O lobo parietal também é o principal responsável pela integração de informações visuais e vestibulares. A presença e localização do tumor podem ter afetado a capacidade do piloto de sintetizar e responder à interpretação sensorial das condições em que ele estava voando; no entanto, também é possível que o tumor tenha sido um achado incidental sem sintomas significativos.
Os parentes mais próximos do piloto não indicaram mudanças em seu comportamento ou saúde antes do acidente. Com base nas informações disponíveis, não foi possível determinar se os efeitos do tumor cerebral não diagnosticado do piloto contribuíram para o acidente.
O piloto da aeronave era um tripulante extra (“flutuante”), que rodava pelas bases do operador em todo o país. O operador não tinha nenhum treinamento formal ou procedimentos de orientação para garantir que o conhecimento da área local fosse repassado aos pilotos novos em uma área operacional específica.
A investigação não conseguiu estabelecer a experiência do piloto operando no IMC noturno em terreno montanhoso. Todos os três tripulantes eram relativamente novos em seus respectivos papéis. O piloto foi contratado pelo operador cerca de cinco meses antes do acidente, enquanto os dois profissionais de saúde foram designados para o avião por cerca de seis meses.

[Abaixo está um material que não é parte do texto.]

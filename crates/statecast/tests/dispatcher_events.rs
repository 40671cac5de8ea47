// SPDX-License-Identifier: Apache-2.0 OR MIT
// Copyright (c) 2025-2026 naskel.com

#![allow(clippy::uninlined_format_args)] // Test/bench code readability over pedantic
#![allow(clippy::too_many_lines)] // Example/test code
#![allow(clippy::redundant_closure_for_method_calls)] // Test code clarity

//! Dispatcher event flow: ordering, uncached types, catch-up.

use parking_lot::Mutex;
use statecast::{
    Dispatcher, DispatcherConfig, DynamicRecord, Header, OperationKind, PrimitiveKind,
    PropertySet, Record, StructDescriptor, StructDescriptorBuilder, TimePoint, Transmission,
    Value,
};
use std::sync::Arc;

const KEY: u32 = 1;
const TEXT: u32 = 2;

fn descriptor(name: &str, cached: bool) -> Arc<StructDescriptor> {
    StructDescriptorBuilder::new(name)
        .key_field(KEY, "id", PrimitiveKind::U32)
        .string_field(TEXT, "text")
        .cached(cached)
        .build_arc()
        .expect("valid descriptor")
}

fn set(tags: &[u32]) -> PropertySet {
    tags.iter().copied().collect()
}

fn create(desc: &Arc<StructDescriptor>, id: u32, sender: u32, millis: u64) -> Transmission {
    let record = DynamicRecord::new(desc).with(KEY, id).with(TEXT, format!("v{}", millis));
    let header = Header::new(desc.name(), sender, set(&[KEY, TEXT]))
        .with_sent_time(TimePoint::from_millis(millis));
    Transmission::new(header, record)
}

fn remove(desc: &Arc<StructDescriptor>, id: u32, sender: u32, millis: u64) -> Transmission {
    let header =
        Header::remove(desc.name(), sender, set(&[KEY])).with_sent_time(TimePoint::from_millis(millis));
    Transmission::new(header, DynamicRecord::new(desc).with(KEY, id))
}

#[derive(Debug, Clone, PartialEq)]
struct Seen {
    kind: OperationKind,
    created: TimePoint,
    created_from: u32,
    modified: TimePoint,
    last_update_from: u32,
    from_cache: Option<u32>,
    from_myself: bool,
}

fn recorder(
    dispatcher: &mut Dispatcher,
    desc: &Arc<StructDescriptor>,
) -> Arc<Mutex<Vec<Seen>>> {
    let seen = Arc::new(Mutex::new(Vec::new()));
    let sink = Arc::clone(&seen);
    dispatcher.add_event_handler(desc, move |_, event| {
        let info = event.clone_info();
        sink.lock().push(Seen {
            kind: event.operation(),
            created: info.created,
            created_from: info.created_from,
            modified: info.modified,
            last_update_from: info.last_update_from,
            from_cache: event.header().from_cache,
            from_myself: event.is_from_myself(),
        });
        Ok(())
    });
    seen
}

#[test]
fn test_event_ordering_create_update_remove() {
    let desc = descriptor("Track", true);
    let mut dispatcher = Dispatcher::new();
    let seen = recorder(&mut dispatcher, &desc);

    dispatcher.dispatch(&create(&desc, 1, 10, 100)).expect("create");
    dispatcher.dispatch(&create(&desc, 1, 11, 200)).expect("update");
    dispatcher.dispatch(&remove(&desc, 1, 12, 300)).expect("remove");

    let seen = seen.lock();
    let kinds: Vec<_> = seen.iter().map(|s| s.kind).collect();
    assert_eq!(
        kinds,
        vec![OperationKind::Create, OperationKind::Update, OperationKind::Remove]
    );
    for s in seen.iter() {
        assert_eq!(s.created, TimePoint::from_millis(100));
        assert_eq!(s.created_from, 10);
    }
    let modified: Vec<_> = seen.iter().map(|s| (s.modified, s.last_update_from)).collect();
    assert_eq!(
        modified,
        vec![
            (TimePoint::from_millis(100), 10),
            (TimePoint::from_millis(200), 11),
            (TimePoint::from_millis(300), 12),
        ]
    );
}

#[test]
fn test_remove_of_absent_key_raises_no_event() {
    let desc = descriptor("Track", true);
    let mut dispatcher = Dispatcher::new();
    let seen = recorder(&mut dispatcher, &desc);

    let kind = dispatcher.dispatch(&remove(&desc, 9, 1, 0)).expect("no-op");

    assert_eq!(kind, OperationKind::Remove);
    assert!(seen.lock().is_empty());
}

#[test]
fn test_updated_is_authoritative_state() {
    let desc = descriptor("Track", true);
    let mut dispatcher = Dispatcher::new();
    let observed = Arc::new(Mutex::new(Vec::new()));
    let sink = Arc::clone(&observed);
    dispatcher.add_event_handler(&desc, move |_, event| {
        sink.lock().push((
            event.transmitted().valid_properties(),
            event.updated().valid_properties(),
            event.updated_properties(),
            event.updated().value(TEXT).and_then(|v| v.as_str()).map(str::to_string),
        ));
        Ok(())
    });

    dispatcher.dispatch(&create(&desc, 1, 1, 0)).expect("create");
    // Key-only publish that does not target the text field.
    let header = Header::new("Track", 1, set(&[KEY]));
    dispatcher
        .dispatch(&Transmission::new(header, DynamicRecord::new(&desc).with(KEY, 1u32)))
        .expect("update");

    let observed = observed.lock();
    assert_eq!(observed.len(), 2);
    let (transmitted, updated, changed, text) = &observed[1];
    assert_eq!(*transmitted, set(&[KEY]));
    assert_eq!(*updated, set(&[KEY, TEXT]));
    assert_eq!(*changed, set(&[TEXT]));
    assert_eq!(text.as_deref(), Some("v0"));
}

#[test]
fn test_uncached_types_never_persist() {
    let desc = descriptor("Ping", false);
    let mut dispatcher = Dispatcher::new();
    let seen = recorder(&mut dispatcher, &desc);

    for i in 0..5u64 {
        dispatcher.dispatch(&create(&desc, 1, 3, i * 10)).expect("create");
        dispatcher.dispatch(&remove(&desc, 1, 3, i * 10 + 5)).expect("remove");
    }

    assert!(dispatcher.container(&desc).is_none());
    assert!(dispatcher.pool().is_empty());

    let seen = seen.lock();
    assert_eq!(seen.len(), 5);
    for (i, s) in seen.iter().enumerate() {
        assert_eq!(s.kind, OperationKind::Create);
        assert_eq!(s.created, TimePoint::from_millis(i as u64 * 10));
        assert_eq!(s.created, s.modified);
        assert_eq!(s.created_from, 3);
    }
}

#[test]
fn test_uncached_updated_is_transmitted() {
    let desc = descriptor("Ping", false);
    let mut dispatcher = Dispatcher::new();
    let same = Arc::new(Mutex::new(false));
    let sink = Arc::clone(&same);
    dispatcher.add_event_handler(&desc, move |_, event| {
        *sink.lock() = std::ptr::addr_eq(event.updated(), event.transmitted());
        Ok(())
    });

    dispatcher.dispatch(&create(&desc, 1, 1, 0)).expect("create");
    assert!(*same.lock());
}

#[test]
fn test_catch_up_is_idempotent() {
    let desc = descriptor("Track", true);
    let mut dispatcher = Dispatcher::new();
    for id in [3u32, 1, 2] {
        dispatcher.dispatch(&create(&desc, id, 7, u64::from(id))).expect("create");
    }
    dispatcher.dispatch(&create(&desc, 2, 8, 50)).expect("update");

    let keys = Arc::new(Mutex::new(Vec::new()));
    let sink = Arc::clone(&keys);
    let seen = recorder(&mut dispatcher, &desc);
    dispatcher.add_event_handler(&desc, move |_, event| {
        sink.lock()
            .push(event.updated().value(KEY).and_then(|v| v.as_u32()));
        Ok(())
    });

    {
        let seen = seen.lock();
        assert_eq!(seen.len(), 3);
        assert!(seen.iter().all(|s| s.kind == OperationKind::Create));
        assert!(seen.iter().all(|s| !s.from_myself));
        let countdown: Vec<_> = seen.iter().map(|s| s.from_cache).collect();
        assert_eq!(countdown, vec![Some(2), Some(1), Some(0)]);
        // Replays carry the current provenance.
        assert_eq!(seen[1].last_update_from, 8);
        assert_eq!(seen[1].modified, TimePoint::from_millis(50));
        assert_eq!(seen[1].created_from, 7);
    }
    assert_eq!(*keys.lock(), vec![Some(1), Some(2), Some(3)]);

    dispatcher.dispatch(&create(&desc, 4, 7, 60)).expect("create");
    let seen = seen.lock();
    assert_eq!(seen.len(), 4);
    assert_eq!(seen[3].from_cache, None);
}

#[test]
fn test_catch_up_for_transmission_handlers() {
    let desc = descriptor("Track", true);
    let mut dispatcher = Dispatcher::new();
    dispatcher.dispatch(&create(&desc, 1, 7, 10)).expect("create");
    dispatcher.dispatch(&create(&desc, 2, 7, 20)).expect("create");

    let seen = Arc::new(Mutex::new(Vec::new()));
    let sink = Arc::clone(&seen);
    dispatcher.add_transmission_handler(&desc, move |_, t| {
        sink.lock().push((
            t.header.from_cache,
            t.header.attributes,
            t.header.remove_obj,
            t.instance.value(KEY).cloned(),
        ));
        Ok(())
    });

    assert_eq!(
        *seen.lock(),
        vec![
            (Some(1), set(&[KEY, TEXT]), false, Some(Value::U32(1))),
            (Some(0), set(&[KEY, TEXT]), false, Some(Value::U32(2))),
        ]
    );
}

#[test]
fn test_catch_up_can_be_disabled() {
    let desc = descriptor("Track", true);
    let mut dispatcher = Dispatcher::with_config(DispatcherConfig::new().catch_up(false));
    dispatcher.dispatch(&create(&desc, 1, 7, 10)).expect("create");

    let seen = recorder(&mut dispatcher, &desc);
    assert!(seen.lock().is_empty());
}

#[test]
fn test_is_from_myself_uses_self_id() {
    let desc = descriptor("Track", true);
    let mut dispatcher = Dispatcher::with_config(DispatcherConfig::new().self_id(5));
    let seen = recorder(&mut dispatcher, &desc);

    dispatcher.dispatch(&create(&desc, 1, 5, 0)).expect("own");
    dispatcher.dispatch(&create(&desc, 2, 6, 0)).expect("foreign");
    let mut flagged = create(&desc, 3, 6, 0);
    flagged.header.is_from_myself = true;
    dispatcher.dispatch(&flagged).expect("flagged");

    let flags: Vec<_> = seen.lock().iter().map(|s| s.from_myself).collect();
    assert_eq!(flags, vec![true, false, true]);
}

#[test]
fn test_handlers_only_see_their_type() {
    let track = descriptor("Track", true);
    let ping = descriptor("Ping", false);
    let mut dispatcher = Dispatcher::new();
    let tracks = recorder(&mut dispatcher, &track);
    let pings = recorder(&mut dispatcher, &ping);

    dispatcher.dispatch(&create(&track, 1, 1, 0)).expect("track");
    dispatcher.dispatch(&create(&ping, 1, 1, 0)).expect("ping");
    dispatcher.dispatch(&create(&ping, 2, 1, 0)).expect("ping");

    assert_eq!(tracks.lock().len(), 1);
    assert_eq!(pings.lock().len(), 2);
}

#[test]
fn test_subscription_tokens() {
    let desc = descriptor("Track", true);
    let mut dispatcher = Dispatcher::new();
    let count = Arc::new(Mutex::new(0));
    let sink = Arc::clone(&count);
    let sub = dispatcher.subscribe_events(&desc, move |_, _| {
        *sink.lock() += 1;
        Ok(())
    });
    assert_eq!(sub.type_name(), "Track");

    dispatcher.dispatch(&create(&desc, 1, 1, 0)).expect("create");
    dispatcher.unsubscribe(sub.clone()).expect("unsubscribe");
    dispatcher.dispatch(&create(&desc, 2, 1, 0)).expect("create");

    assert_eq!(*count.lock(), 1);
    assert!(dispatcher.unsubscribe(sub).is_err());
    assert_eq!(dispatcher.event_handler_count("Track"), 0);
}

O site da empresa destacou o protocolo “Três para dizer ir, um para dizer não” como uma prática recomendada entre os provedores de ambulância aérea que capacita qualquer membro da equipe de voo, por qualquer motivo, a levantar uma preocupação de segurança.
Para voos de helicópteros, o operador exigia que profissionais de saúde com menos de um ano de experiência fossem acompanhados por profissional de saúde com mais de um ano de experiência, uma prática que alavancou a experiência coletiva da equipe de voo para beneficiar a segurança de voo. No entanto, as operações de asa fixa não estavam sujeitas a esse requisito.

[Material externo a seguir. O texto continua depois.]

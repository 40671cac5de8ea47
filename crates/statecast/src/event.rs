// SPDX-License-Identifier: Apache-2.0 OR MIT
// Copyright (c) 2025-2026 naskel.com

//! Read-only view handed to event handlers.

use crate::error::{Error, Result};
use crate::io::{CloneInfo, Header, OperationKind};
use crate::types::{PeerId, PropertySet, Record, StructDescriptor};
use std::sync::Arc;

/// One effective cache transition, as seen by an event handler.
///
/// `transmitted` is the instance as received. `updated` is the authoritative
/// state: the stored entry for cached types (the last known state for a
/// remove) and the transmitted instance itself for uncached types.
///
/// Borrowed for the duration of one callback only.
#[derive(Debug, Clone, Copy)]
pub struct Event<'a> {
    header: &'a Header,
    transmitted: &'a dyn Record,
    updated: &'a dyn Record,
    clone_info: &'a CloneInfo,
    kind: OperationKind,
    self_id: Option<PeerId>,
}

impl<'a> Event<'a> {
    pub fn new(
        header: &'a Header,
        transmitted: &'a dyn Record,
        updated: &'a dyn Record,
        clone_info: &'a CloneInfo,
        kind: OperationKind,
        self_id: Option<PeerId>,
    ) -> Self {
        Self {
            header,
            transmitted,
            updated,
            clone_info,
            kind,
            self_id,
        }
    }

    pub fn header(&self) -> &'a Header {
        self.header
    }

    pub fn transmitted(&self) -> &'a dyn Record {
        self.transmitted
    }

    pub fn updated(&self) -> &'a dyn Record {
        self.updated
    }

    pub fn clone_info(&self) -> &'a CloneInfo {
        self.clone_info
    }

    pub fn operation(&self) -> OperationKind {
        self.kind
    }

    pub fn descriptor(&self) -> &'a Arc<StructDescriptor> {
        self.updated.descriptor()
    }

    pub fn is_create(&self) -> bool {
        self.kind == OperationKind::Create
    }

    pub fn is_update(&self) -> bool {
        self.kind == OperationKind::Update
    }

    pub fn is_remove(&self) -> bool {
        self.kind == OperationKind::Remove
    }

    /// Published by this process: flagged by the protocol layer, or sent
    /// under the configured self id.
    pub fn is_from_myself(&self) -> bool {
        self.header.is_from_myself || self.self_id == Some(self.header.sender)
    }

    /// Whether the event replays a cached entry to a new handler.
    pub fn is_from_cache(&self) -> bool {
        self.header.is_from_cache()
    }

    /// Properties the publisher targeted.
    pub fn new_properties(&self) -> PropertySet {
        self.header.attributes
    }

    /// `attributes ^ updated.valid_properties`.
    pub fn updated_properties(&self) -> PropertySet {
        self.header.attributes ^ self.updated.valid_properties()
    }

    /// Transmitted instance as a concrete type.
    pub fn transmitted_as<T: Record>(&self) -> Result<&'a T> {
        downcast(self.transmitted)
    }

    /// Updated instance as a concrete type.
    pub fn updated_as<T: Record>(&self) -> Result<&'a T> {
        downcast(self.updated)
    }
}

fn downcast<T: Record>(record: &dyn Record) -> Result<&T> {
    record.downcast_ref::<T>().ok_or_else(|| Error::TypeMismatch {
        expected: std::any::type_name::<T>().to_string(),
        got: record.type_name().to_string(),
    })
}
// SPDX-License-Identifier: Apache-2.0 OR MIT
// Copyright (c) 2025-2026 naskel.com

//! Record capability trait and partial-update operations.
//!
//! Every operation takes a [`PropertySet`] mask and only touches the
//! properties it selects. Validity travels with the value: a property whose
//! bit is not set in [`Record::valid_properties`] has no readable value.
//!
//! | Operation | Per tag in mask                                              |
//! |-----------|--------------------------------------------------------------|
//! | `assign`  | copy value and validity from `other` (invalid -> invalidate) |
//! | `copy`    | copy only if valid in `other`, otherwise leave untouched     |
//! | `merge`   | like `copy`, nested records merge recursively                |
//! | `swap`    | exchange value and validity                                  |
//! | `clear`   | invalidate                                                   |
//!
//! Both records of a binary operation must share the same descriptor.

use crate::error::{Error, Result};
use crate::types::{PropertySet, StructDescriptor, Value};
use std::any::Any;
use std::cmp::Ordering;
use std::fmt;
use std::sync::Arc;

/// A record instance: a slot per property plus a validity mask.
///
/// [`DynamicRecord`](crate::types::DynamicRecord) is the descriptor-driven
/// implementation. Hand-written or generated types implement the eight
/// required methods (descriptor, validity mask, slot access, `replace`,
/// cloning and `Any` access) and get every partial operation for free.
pub trait Record: fmt::Debug + Send + Any {
    /// Type descriptor shared by all instances of this type.
    fn descriptor(&self) -> &Arc<StructDescriptor>;

    /// Tags whose value is currently readable.
    fn valid_properties(&self) -> PropertySet;

    /// Raw slot for a tag, ignoring validity.
    fn slot(&self, tag: u32) -> Option<&Value>;

    /// Mutable raw slot for a tag. Does not change validity.
    fn slot_mut(&mut self, tag: u32) -> Option<&mut Value>;

    /// Store `Some(value)` (and mark valid) or invalidate with `None`.
    ///
    /// Returns the previous value if it was valid. Unknown tags are ignored.
    fn replace(&mut self, tag: u32, value: Option<Value>) -> Option<Value>;

    /// Deep copy behind a fresh box.
    fn clone_record(&self) -> Box<dyn Record>;

    fn as_any(&self) -> &dyn Any;

    fn as_any_mut(&mut self) -> &mut dyn Any;

    fn type_name(&self) -> &str {
        self.descriptor().name()
    }

    fn is_valid(&self, tag: u32) -> bool {
        self.valid_properties().contains(tag)
    }

    /// Whether every key property is valid.
    fn has_key(&self) -> bool {
        self.valid_properties()
            .is_superset_of(self.descriptor().key_properties())
    }

    /// Value of a valid property.
    fn value(&self, tag: u32) -> Option<&Value> {
        if self.is_valid(tag) {
            self.slot(tag)
        } else {
            None
        }
    }

    /// Value of a property, failing when unknown or unset.
    fn get(&self, tag: u32) -> Result<&Value> {
        let desc = self.descriptor();
        let property = desc.property(tag).ok_or_else(|| Error::UnknownProperty {
            type_name: desc.name().to_string(),
            property: tag.to_string(),
        })?;
        self.value(tag).ok_or_else(|| Error::PropertyNotSet {
            type_name: desc.name().to_string(),
            property: property.name.clone(),
        })
    }

    /// Per tag in `mask`: take value and validity from `other`.
    fn assign(&mut self, other: &dyn Record, mask: PropertySet) {
        for tag in (mask & self.descriptor().all_properties()).tags() {
            let value = other.value(tag).cloned();
            self.replace(tag, value);
        }
    }

    /// Per tag in `mask`: take the value from `other` only if valid there.
    fn copy(&mut self, other: &dyn Record, mask: PropertySet) {
        let tags = mask & other.valid_properties() & self.descriptor().all_properties();
        for tag in tags.tags() {
            if let Some(value) = other.value(tag) {
                self.replace(tag, Some(value.clone()));
            }
        }
    }

    /// Like [`copy`](Record::copy), but nested records that are valid on
    /// both sides are merged field by field instead of overwritten.
    fn merge(&mut self, other: &dyn Record, mask: PropertySet) {
        let tags = mask & other.valid_properties() & self.descriptor().all_properties();
        for tag in tags.tags() {
            let Some(incoming) = other.value(tag) else {
                continue;
            };

            if let (true, Some(nested_in)) = (self.is_valid(tag), incoming.as_record()) {
                if let Some(nested) = self.slot_mut(tag).and_then(Value::as_record_mut) {
                    if nested.type_name() == nested_in.type_name() {
                        nested.merge(nested_in, PropertySet::ALL);
                        continue;
                    }
                }
            }

            self.replace(tag, Some(incoming.clone()));
        }
    }

    /// Per tag in `mask`: exchange value and validity with `other`.
    fn swap(&mut self, other: &mut dyn Record, mask: PropertySet) {
        for tag in (mask & self.descriptor().all_properties()).tags() {
            let mine = self.replace(tag, None);
            let theirs = other.replace(tag, mine);
            self.replace(tag, theirs);
        }
    }

    /// Invalidate every tag in `mask`.
    fn clear(&mut self, mask: PropertySet) {
        for tag in (mask & self.valid_properties()).tags() {
            self.replace(tag, None);
        }
    }

    /// Tags in `mask` whose value differs, plus every tag whose validity differs.
    fn diff(&self, other: &dyn Record, mask: PropertySet) -> PropertySet {
        let mut changed = self.valid_properties() ^ other.valid_properties();
        let both = mask & self.valid_properties() & other.valid_properties();
        for tag in both.tags() {
            if self.value(tag) != other.value(tag) {
                changed = changed + PropertySet::from_tag(tag);
            }
        }
        changed
    }

    /// Equal in validity and value on every tag of `mask`.
    fn equal(&self, other: &dyn Record, mask: PropertySet) -> bool {
        self.type_name() == other.type_name() && (self.diff(other, mask) & mask).is_empty()
    }

    /// Projection on the key properties.
    fn key(&self) -> RecordKey {
        let keys = self.descriptor().key_properties();
        RecordKey(keys.tags().filter_map(|tag| self.value(tag).cloned()).collect())
    }

    fn key_equal(&self, other: &dyn Record) -> bool {
        self.type_name() == other.type_name() && self.key() == other.key()
    }

    /// Total order: type name, then every property in tag order (unset first).
    fn compare(&self, other: &dyn Record) -> Ordering {
        self.type_name().cmp(other.type_name()).then_with(|| {
            let tags = self.descriptor().all_properties() | other.descriptor().all_properties();
            for tag in tags.tags() {
                let ord = self.value(tag).cmp(&other.value(tag));
                if ord != Ordering::Equal {
                    return ord;
                }
            }
            Ordering::Equal
        })
    }

    /// Approximate bytes held by this record, including owned heap data.
    fn total_memory_usage(&self) -> usize {
        let heap: usize = self
            .valid_properties()
            .tags()
            .filter_map(|tag| self.slot(tag))
            .map(Value::dynamic_memory_usage)
            .sum();
        std::mem::size_of_val(self) + heap
    }
}

impl<'r> dyn Record + 'r {
    /// Downcast to a concrete record type.
    pub fn downcast_ref<T: Record>(&self) -> Option<&T> {
        self.as_any().downcast_ref::<T>()
    }

    pub fn downcast_mut<T: Record>(&mut self) -> Option<&mut T> {
        self.as_any_mut().downcast_mut::<T>()
    }
}

impl Clone for Box<dyn Record> {
    fn clone(&self) -> Self {
        self.clone_record()
    }
}

/// Key projection of a record, used as the container index.
///
/// Values are compared with [`Value::total_cmp`], so float keys have a
/// total order.
#[derive(Debug, Clone, PartialEq, Eq, PartialOrd, Ord, Hash, Default)]
pub struct RecordKey(Vec<Value>);

impl RecordKey {
    pub fn new(values: Vec<Value>) -> Self {
        Self(values)
    }

    pub fn values(&self) -> &[Value] {
        &self.0
    }
}

impl fmt::Display for RecordKey {
    fn fmt(&self, f: &mut fmt::Formatter<'_>) -> fmt::Result {
        write!(f, "(")?;
        for (i, value) in self.0.iter().enumerate() {
            if i > 0 {
                write!(f, ", ")?;
            }
            match value {
                Value::String(s) => write!(f, "{:?}", s)?,
                Value::Struct(r) => write!(f, "{}{}", r.type_name(), r.key())?,
                other => write!(f, "{:?}", other)?,
            }
        }
        write!(f, ")")
    }
}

Os procedimentos do operador também exigiam que os despachantes da empresa informassem as tripulações de voo se um voo tivesse sido recusado por outro operador. Embora o clima possa mudar ao longo de um determinado dia, o fato de outros pilotos e operadores terem recusado voos devido ao clima na área no dia do acidente deveria ter sido transmitido ao piloto e à equipe médica como parte de seu processo de tomada de decisão. No entanto, a revisão dos registros de comunicação não indicou que os despachantes da empresa informaram a equipe do acidente sobre as reviravoltas no início do dia.
O operador também exigiu que uma avaliação de risco de voo fosse concluída antes de cada voo; no entanto, nenhuma avaliação foi localizada para o voo. Mesmo que uma avaliação de risco tivesse sido realizada, a relativa inexperiência da tripulação e a falta de informações sobre as recusas anteriores aumentaram a probabilidade de um erro baseado em conhecimento durante a avaliação de risco e o processo de tomada de decisão.

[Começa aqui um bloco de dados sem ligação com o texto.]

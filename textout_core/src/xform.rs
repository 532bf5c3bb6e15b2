//! Affine world/device transforms.
//!
//! A device context keeps one `Xform` mapping world (logical) coordinates to
//! device pixels and its inverse for the way back. Points go through the full
//! 2-D matrix: a rotated or sheared mapping makes device x depend on logical y,
//! so an axis can never be converted on its own.

use crate::geometry::Point;

/// Fixed-point one (16.16).
pub const FIXED_ONE: i64 = 0x1_0000;

/// Round half up, the rule used for every logical/device conversion.
pub fn round_coord(v: f64) -> i32 {
    (v + 0.5).floor() as i32
}

/// Row-vector affine transform: `x' = x*m11 + y*m21 + dx`,
/// `y' = x*m12 + y*m22 + dy`.
#[derive(Debug, Clone, Copy, PartialEq)]
pub struct Xform {
    pub m11: f64,
    pub m12: f64,
    pub m21: f64,
    pub m22: f64,
    pub dx: f64,
    pub dy: f64,
}

impl Xform {
    pub const IDENTITY: Self = Self {
        m11: 1.0,
        m12: 0.0,
        m21: 0.0,
        m22: 1.0,
        dx: 0.0,
        dy: 0.0,
    };

    /// Axis-aligned scale followed by a translation.
    pub const fn scale_translate(sx: f64, sy: f64, dx: f64, dy: f64) -> Self {
        Self {
            m11: sx,
            m12: 0.0,
            m21: 0.0,
            m22: sy,
            dx,
            dy,
        }
    }

    /// Inverse transform, or `None` when the matrix is singular.
    pub fn invert(&self) -> Option<Self> {
        let det = self.m11 * self.m22 - self.m12 * self.m21;
        if det.abs() < f64::EPSILON {
            return None;
        }
        let m11 = self.m22 / det;
        let m12 = -self.m12 / det;
        let m21 = -self.m21 / det;
        let m22 = self.m11 / det;
        Some(Self {
            m11,
            m12,
            m21,
            m22,
            dx: -(self.dx * m11 + self.dy * m21),
            dy: -(self.dx * m12 + self.dy * m22),
        })
    }

    /// Mapped x of the point `(x, y)`.
    pub fn map_x(&self, x: i32, y: i32) -> i32 {
        round_coord(f64::from(x) * self.m11 + f64::from(y) * self.m21 + self.dx)
    }

    /// Mapped y of the point `(x, y)`.
    pub fn map_y(&self, x: i32, y: i32) -> i32 {
        round_coord(f64::from(x) * self.m12 + f64::from(y) * self.m22 + self.dy)
    }

    /// Map a point; both coordinates come from the untransformed `p`.
    pub fn map_point(&self, p: Point) -> Point {
        Point::new(self.map_x(p.x, p.y), self.map_y(p.x, p.y))
    }

    /// Scale a horizontal length (no translation).
    pub fn scale_x(&self, w: i32) -> i32 {
        round_coord(f64::from(w) * self.m11)
    }

    /// Scale a wide horizontal length, `None` when the result leaves the
    /// `i32` range.
    pub fn checked_scale_x(&self, w: i64) -> Option<i32> {
        let v = (w as f64 * self.m11 + 0.5).floor();
        (v >= f64::from(i32::MIN) && v <= f64::from(i32::MAX)).then_some(v as i32)
    }

    /// Horizontal scale as a 16.16 fixed-point value, truncated.
    pub fn fixed_scale_x(&self) -> i64 {
        (self.m11 * FIXED_ONE as f64) as i64
    }
}

impl Default for Xform {
    fn default() -> Self {
        Self::IDENTITY
    }
}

O fato de uma tripulação de voo inexperiente ter sido autorizada a aceitar o voo do acidente, dadas as condições climáticas e as recusas de voo anteriores sem aprovação adicional, demonstrou um processo de avaliação de risco insuficiente e falta de supervisão organizacional. Outro acidente fatal envolvendo o operador do acidente ocorreu 71 dias antes deste acidente. A investigação sobre esse acidente também revelou a falta de uma avaliação de risco pré-voo.
Conclusão do Relatório:
A perda de controle do piloto devido à desorientação espacial durante a operação em condições meteorológicas noturnas por instrumentos, o que resultou em uma separação em voo.
Contribuíram para o acidente:
- Desligamento do piloto automático por motivos indeterminados,
- Processo insuficiente de avaliação de risco de voo do operador, e
- Falta de supervisão organizacional.